The things you are doing for others or the world become exponentially harder to do when you’ve not filled your own vessel first. This is the reason why doing for yourself is so important.

What are you doing and why are you doing it?
Many people believe that they have a lot more limitations than they actually have. And there are, again, plenty of false narratives to reinforce this idea. Class, race, gender, identity, religion, nationality, and all sorts of other artifices put you in a box. Then, they tell you that you can only work in that box and leaving it makes you either untrustworthy, questionable, or suspect.
That’s a complete load of bullshit. Everyone is capable of growth, change, and evolution. What’s more, everyone, and I mean EVERYONE, grows, changes, and evolves. Change is the only constant in the universe, and it comes whether you seek it, embrace it, hide from it, or whatever.
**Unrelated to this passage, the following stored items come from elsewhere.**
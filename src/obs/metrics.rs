// self
use crate::{
	_prelude::*,
	obs::{OperationKind, OperationOutcome},
};

/// Records an operation outcome via the global metrics recorder (when enabled).
pub fn record_operation_outcome(kind: OperationKind, outcome: OperationOutcome) {
	#[cfg(feature = "metrics")]
	{
		metrics::counter!(
			"paypal_client_operation_total",
			"operation" => kind.as_str(),
			"outcome" => outcome.as_str()
		)
		.increment(1);
	}

	#[cfg(not(feature = "metrics"))]
	{
		let _ = (kind, outcome);
	}
}

/// Records the terminal outcome of `result` and, for failures, its [`failure_class`].
///
/// [`failure_class`]: crate::obs::failure_class
pub fn record_operation_result<T>(kind: OperationKind, result: &Result<T>) {
	record_operation_outcome(kind, OperationOutcome::of(result));

	#[cfg(feature = "metrics")]
	{
		if let Err(e) = result {
			metrics::counter!(
				"paypal_client_failure_total",
				"operation" => kind.as_str(),
				"class" => crate::obs::failure_class(e)
			)
			.increment(1);
		}
	}
}
// self
use crate::_prelude::*;

/// PayPal deployment a client talks to.
#[derive(Clone, Copy, Debug, Default, PartialEq, Eq, Hash, Serialize, Deserialize)]
#[serde(rename_all = "snake_case")]
pub enum Environment {
	#[default]
	/// Sandbox environment for development and testing.
	Sandbox,
	/// Production environment.
	Live,
}
impl Environment {
	/// Sandbox API root.
	pub const SANDBOX_URL: &'static str = "https://api.sandbox.paypal.com";
	/// Production API root.
	pub const LIVE_URL: &'static str = "https://api.paypal.com";

	/// Returns the API root for the environment.
	pub const fn base_url(self) -> &'static str {
		match self {
			Self::Sandbox => Self::SANDBOX_URL,
			Self::Live => Self::LIVE_URL,
		}
	}

	/// Maps a sandbox flag onto an environment.
	pub const fn from_sandbox(sandbox: bool) -> Self {
		if sandbox { Self::Sandbox } else { Self::Live }
	}

	/// Returns a stable label.
	pub const fn as_str(self) -> &'static str {
		match self {
			Self::Sandbox => "sandbox",
			Self::Live => "live",
		}
	}
}
impl Display for Environment {
	fn fmt(&self, f: &mut Formatter) -> FmtResult {
		f.write_str(self.as_str())
	}
}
Putting all the focus on the things you’re doing to the outside bits – what you’re doing for others and the world – distracts, disempowers, and lessens you. How many people with good intentions are frequently lost and uncertain because they give and give? But they have no idea what they’re doing or why, save that it’s what a nameless/faceless someone or something expects?
You can’t truly give anything if you have nothing. I don’t mean literally nothing, I mean nothing in the sense of not knowing what you’re doing and why you’re doing it. This is where being actively, consciously aware and mindful enters the picture.
The nameless/faceless “they” prefer you and me to live subconsciously. Be a good worker, don’t ask too many questions, and allow rote, routine, and habit to drive you. The minute you begin questioning anything at all, you awaken conscious awareness and take control rather than cede it. This is where you start to know what you’re doing and why you’re doing it.
Mindfulness of purpose
Societal institutions make it super easy to live subconsciously. Rote and routine drive you with nearly no active thought. Before you know it, you sink into the habits of this. Until one day you wake up and ask, “What am I doing and why am I doing it?”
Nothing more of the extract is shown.